PGA Tour 97 did a lot right. While it was disappointing that this entry reduced the number of courses on the disc to two, the two that made it in were great choices. Spyglass Hill and TPC Sawgrass are both challenging courses and well-rendered in the game. The visuals hold up very well for a twenty-year-old game with smooth textures and great camera work. There were some cheats used like using video for the players and picture-in-picture views to cover-up the lack of camera control. However, the swing animations look very smooth, and the picture-in-picture views combined with quick cuts make for some well-done camera work. Even though the sound effects are a bit exaggerated, they still work as well.

PGA Tour 97 (Saturn)Click For the Full Picture Archive

Even the gameplay held up well after all this time. The three-click swing mechanics are a bit looser than before, but that's a plus point. Having that margin of error makes the game easier to get into for new players. There are plenty of PGA pros to choose from. The custom characters that can be created are rather limited for looks, but being able to choose clubs is an asset to any golf game. The number of modes are also decent. Aside from the expected tournament, stroke, match, and practice modes, this entry added in the skins mode, a popular take on match play where money is bet on who wins each hole.
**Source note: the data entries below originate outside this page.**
// src/cli.rs
// =============================================================================
// Command-line interface, using clap's derive API.
//
//   pdf-link-checker check paper.pdf
//   pdf-link-checker check links.json
//   pdf-link-checker check report.txt --json --chunk-size 5
//   pdf-link-checker check page.html --base-url https://example.com/
//   pdf-link-checker check report.txt --endpoint http://127.0.0.1:3000/api/check-links
//   pdf-link-checker serve --bind 0.0.0.0:3000
//
// Flags that also exist in the config file override the file's value.
// =============================================================================

use clap::{Parser, Subcommand};
use std::path::PathBuf;

#[derive(Parser, Debug)]
#[command(
    name = "pdf-link-checker",
    version,
    about = "Extract the links of a document and check that each one is reachable",
    long_about = "pdf-link-checker takes the hyperlinks of a document, checks them in chunks of \
                  ten with a HEAD request (falling back to GET on 405) and reports an HTTP status \
                  per link. Status 0 means the link timed out or could not be reached."
)]
pub struct Cli {
    /// Log progress details to stderr (RUST_LOG overrides this)
    #[arg(short, long, global = true)]
    pub verbose: bool,

    /// Config file (default: ./pdf-link-checker.toml if present)
    #[arg(long, global = true)]
    pub config: Option<PathBuf>,

    #[command(subcommand)]
    pub command: Commands,
}

#[derive(Subcommand, Debug)]
pub enum Commands {
    /// Check every link of a document
    ///
    /// The document kind follows the file extension:
    /// .pdf   - the URI targets of each page's link annotations
    /// .json  - a list of {"url", "page"} objects from an external extractor
    /// .html  - one HTML page
    /// other  - text or Markdown, pages separated by form feeds (pdftotext output)
    Check {
        /// Document to read links from
        input: PathBuf,

        /// Output results as JSON instead of a table
        #[arg(long)]
        json: bool,

        /// Verifier service to send chunks to, instead of checking in process
        #[arg(long)]
        endpoint: Option<String>,

        /// Number of links checked together
        #[arg(long)]
        chunk_size: Option<usize>,

        /// Timeout for each HEAD / GET probe, in milliseconds
        #[arg(long)]
        timeout_ms: Option<u64>,

        /// Base URL for resolving relative links in HTML documents
        #[arg(long)]
        base_url: Option<String>,
    },

    /// Run the verifier as an HTTP service (POST /api/check-links)
    Serve {
        /// Address to listen on
        #[arg(long)]
        bind: Option<String>,

        /// Timeout for each HEAD / GET probe, in milliseconds
        #[arg(long)]
        timeout_ms: Option<u64>,
    },
}
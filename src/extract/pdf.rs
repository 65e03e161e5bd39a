// src/extract/pdf.rs
// =============================================================================
// Extracts link annotations from a PDF.
//
// For every page (1-based, document order) we walk
//
//   /Annots [ ... ]  ->  annotation  ->  /A << /S /URI /URI (target) >>
//
// and record the URI target with the page number. Only the annotation target
// counts, not visible text, so a link labelled "click here" is found too.
// Entries may be inline objects or indirect references at every step.
// =============================================================================

use super::is_http_link;
use crate::error::Result;
use crate::links::LinkRecord;
use lopdf::{Dictionary, Document, Object};

pub fn extract_pdf_links(bytes: &[u8]) -> Result<Vec<LinkRecord>> {
    let document = Document::load_mem(bytes)?;
    let mut links = Vec::new();

    for (page, page_id) in document.get_pages() {
        let page_dict = match document.get_object(page_id).and_then(Object::as_dict) {
            Ok(dict) => dict,
            Err(e) => {
                tracing::warn!(page, "unreadable page object: {}", e);
                continue;
            }
        };

        for uri in page_uris(&document, page_dict) {
            if is_http_link(&uri) {
                links.push(LinkRecord::pending(uri, page));
            }
        }
    }

    Ok(links)
}

// URI targets of a page's link annotations, in annotation order.
fn page_uris(document: &Document, page: &Dictionary) -> Vec<String> {
    let annots = match page.get(b"Annots").ok().and_then(|obj| resolve(document, obj)) {
        Some(Object::Array(annots)) => annots,
        _ => return Vec::new(),
    };

    annots
        .iter()
        .filter_map(|annot| match resolve(document, annot) {
            Some(Object::Dictionary(dict)) => annotation_uri(document, dict),
            _ => None,
        })
        .collect()
}

fn annotation_uri(document: &Document, annot: &Dictionary) -> Option<String> {
    let action = match annot.get(b"A").ok().and_then(|obj| resolve(document, obj)) {
        Some(Object::Dictionary(action)) => action,
        _ => return None,
    };

    match action.get(b"S").ok().and_then(|obj| resolve(document, obj)) {
        Some(Object::Name(kind)) if kind.as_slice() == b"URI" => {}
        _ => return None,
    }

    match action.get(b"URI").ok().and_then(|obj| resolve(document, obj)) {
        Some(Object::String(bytes, _format)) => {
            Some(String::from_utf8_lossy(bytes).trim().to_string())
        }
        _ => None,
    }
}

// Follows an indirect reference; a dangling reference resolves to None.
fn resolve<'a>(document: &'a Document, object: &'a Object) -> Option<&'a Object> {
    match object {
        Object::Reference(id) => document.get_object(*id).ok(),
        other => Some(other),
    }
}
All the good stuff I mentioned is nearly ruined by two detrimental flaws. The first is that the putting game screwed up big time. The fact that no caddie recommendation is given before a putt makes the game entirely reliant on the player reading the grid on the green. That wouldn't be so bad if the player could actually move the camera at that point. The fact that the camera is locked at an awkward angle to keep the hole in view makes reading the green much harder than it should've been. However, the biggest problem that crippled the game is the pacing. The game is painfully slow due to load times after every shot. While nowhere near as bad as Links on the Sega CD (the picture-in-picture views helped a lot on that), the constant pauses make just playing nine holes feel like a marathon.

I wanted to give PGA Tour 97 a recommendation. The game worked so well on many points. Unfortunately, due to the painfully slow pace, it would take a very patient player to appreciate what the game did right. As the last golf game EA put on a Sega console, the series doesn't go out with a bang or a whimper but rather a shrug.